PALEOBIOGEOGRAPHY AND PALEOECOLOGY OF LATE BATHONIAN BRACHIOPODS FROM GEBEL ENGABASHI, NORTHERN SINAI


FELDMAN, Howard R., Biology Department, Touro College, 227 W. 60th Street, New York, NY 10023, RADULOVIC, Barbara, Department of Palaeontology, University of Belgrade, Kamenicka 6, P.O. Box 227, Belgrade, 11 000, Serbia and Montenegro, HEGAB, Adel A.A., Geology Department, Assiut University, Assiut, 71515, Egypt, WILSON, Mark A., Department of Geology, The College of Wooster, 1189 Beall Ave, Wooster, OH 44691 and SCHEMM-GREGORY, Mena, Geosciences Centre and Department of Earth Sciences, University of Coimbra, Largo Marquês do Pombal, Coimbra, P-3000-272, Portugal, feldspar4@optonline.net

A brachiopod fauna of Late Bathonian age recovered from strata in a thick Pliensbachian-Oxfordian sedimentary sequence at Gebel Engabashi in northern Sinai consists of six species (two rhynchonellids and four terebratulids) referred to six genera. The brachiopods comprise a fauna located at the northern part of the Indo–African Realm within the Jurassic Ethiopian Province. The present records extend the geographic distribution of those taxa that show great affinity with the Jurassic brachiopod fauna from Saudi Arabia described by Cooper in his 1989 monograph. During the Early Bathonian there was a substantial regression in the area, as evidenced by paralic coals in the Safa Formation. Paleoenvironmental conditions prevailing during the deposition of the Safa Formation can be subdivided into two phases. The lower two-thirds of a thick alternating shale and sandstone sequence are unfossiliferous and are characterized by primary sedimentary structures such as cross-stratification and plant remains of continental, probably fluviatile origin.
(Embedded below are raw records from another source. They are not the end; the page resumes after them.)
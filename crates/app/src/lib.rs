#![forbid(unsafe_code)]

//! Server-rendered learner dashboard and admin console over the vocabulary API.

pub mod auth;
pub mod config;
pub mod error;
pub mod flash;
pub mod routes;
pub mod state;

use axum::Router;
use axum::extract::DefaultBodyLimit;
use axum::http::header;
use axum::response::IntoResponse;
use axum::routing::{get, post};
use tower_http::trace::TraceLayer;

pub use config::{AppConfig, ConfigError};
pub use error::AppError;
pub use state::AppState;

use routes::{admin, auth as auth_routes, learner, practice};

/// Upper bound for CSV uploads.
pub const IMPORT_BODY_LIMIT: usize = 10 * 1024 * 1024;

async fn healthz() -> &'static str {
    "ok"
}

async fn stylesheet() -> impl IntoResponse {
    (
        [(header::CONTENT_TYPE, "text/css; charset=utf-8")],
        ui::STYLESHEET,
    )
}

fn learner_routes() -> Router<AppState> {
    Router::new()
        .route("/dashboard", get(learner::dashboard))
        .route("/dashboard/library", get(learner::library))
        .route("/dashboard/library/{id}/add", post(learner::add_to_my_vocab))
        .route("/dashboard/topics", get(learner::topics))
        .route("/dashboard/vocab", get(learner::my_vocab))
        .route(
            "/dashboard/vocab/new",
            get(learner::contribute_form).post(learner::contribute),
        )
        .route("/dashboard/vocab/{id}/update", post(learner::update_my_vocab))
        .route("/dashboard/vocab/{id}/remove", post(learner::remove_from_my_vocab))
        .route(
            "/dashboard/settings",
            get(learner::settings).post(learner::update_settings),
        )
        .route("/dashboard/practice", get(practice::list))
        .route("/dashboard/practice/start", post(practice::start))
        .route("/dashboard/practice/open", get(practice::open))
        .route("/dashboard/practice/{id}", get(practice::session))
        .route("/dashboard/practice/{id}/answer", post(practice::answer))
        .route("/dashboard/practice/{id}/complete", post(practice::complete))
        .route("/dashboard/practice/{id}/abandon", post(practice::abandon))
}

fn admin_routes() -> Router<AppState> {
    Router::new()
        .route("/admin", get(admin::overview))
        .route("/admin/users", get(admin::users).post(admin::create_user))
        .route("/admin/users/{id}/update", post(admin::update_user))
        .route("/admin/users/{id}/reset-password", post(admin::reset_password))
        .route("/admin/users/{id}/delete", post(admin::delete_user))
        .route("/admin/users/{id}/restore", post(admin::restore_user))
        .route("/admin/users/{id}/activity-logs", get(admin::user_activity))
        .route("/admin/topics", get(admin::topics).post(admin::create_topic))
        .route("/admin/topics/export", get(admin::export_topics))
        .route("/admin/topics/{id}/update", post(admin::update_topic))
        .route("/admin/topics/{id}/delete", post(admin::delete_topic))
        .route("/admin/vocab", get(admin::vocab).post(admin::create_vocab))
        .route(
            "/admin/vocab/import",
            get(admin::import_form)
                .post(admin::import_csv)
                .layer(DefaultBodyLimit::max(IMPORT_BODY_LIMIT)),
        )
        .route("/admin/vocab/{id}/update", post(admin::update_vocab))
        .route("/admin/vocab/{id}/approve", post(admin::approve_vocab))
        .route("/admin/vocab/{id}/reject", post(admin::reject_vocab))
        .route("/admin/vocab/{id}/delete", post(admin::delete_vocab))
        .route("/admin/reviews", get(admin::reviews))
        .route("/admin/reviews/{id}", post(admin::review))
        .route("/admin/activity-logs", get(admin::activity))
}

/// Every page, action and asset of the site.
pub fn create_router(state: AppState) -> Router {
    Router::new()
        .route("/", get(auth_routes::home))
        .route("/healthz", get(healthz))
        .route(ui::views::STYLESHEET_PATH, get(stylesheet))
        .route(
            "/login",
            get(auth_routes::login_page).post(auth_routes::login),
        )
        .route(
            "/register",
            get(auth_routes::register_page).post(auth_routes::register),
        )
        .route("/logout", post(auth_routes::logout))
        .merge(learner_routes())
        .merge(admin_routes())
        .layer(TraceLayer::new_for_http())
        .with_state(state)
}
//! Practice-session runner: answering state kept between page renders.

mod runner;
mod store;
mod workflow;

pub use runner::{AnswerInput, ItemState, PendingSubmission, PracticeRunner, SubmitOutcome};
pub use store::RunnerStore;
pub use workflow::{PracticeLoopService, SubmitReport};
These sediments, usually ferruginous, are characteristically brown or red due to a regressive phase resulting in rivers and streams depositing terrigenous, iron oxide-rich sediments. The upper third of the Safa Formation is characterized by shallow marine facies, consisting of marly and oolitic limestones and marly shales that signify the beginning of a transgressive phase. The shoreline of this transgression is marked by coralline limestone with coral heads. The faunal assemblage typical of these sediments (brachiopods, molluscs, corals, and rare echinoderms) supports a shallow marine depositional environment.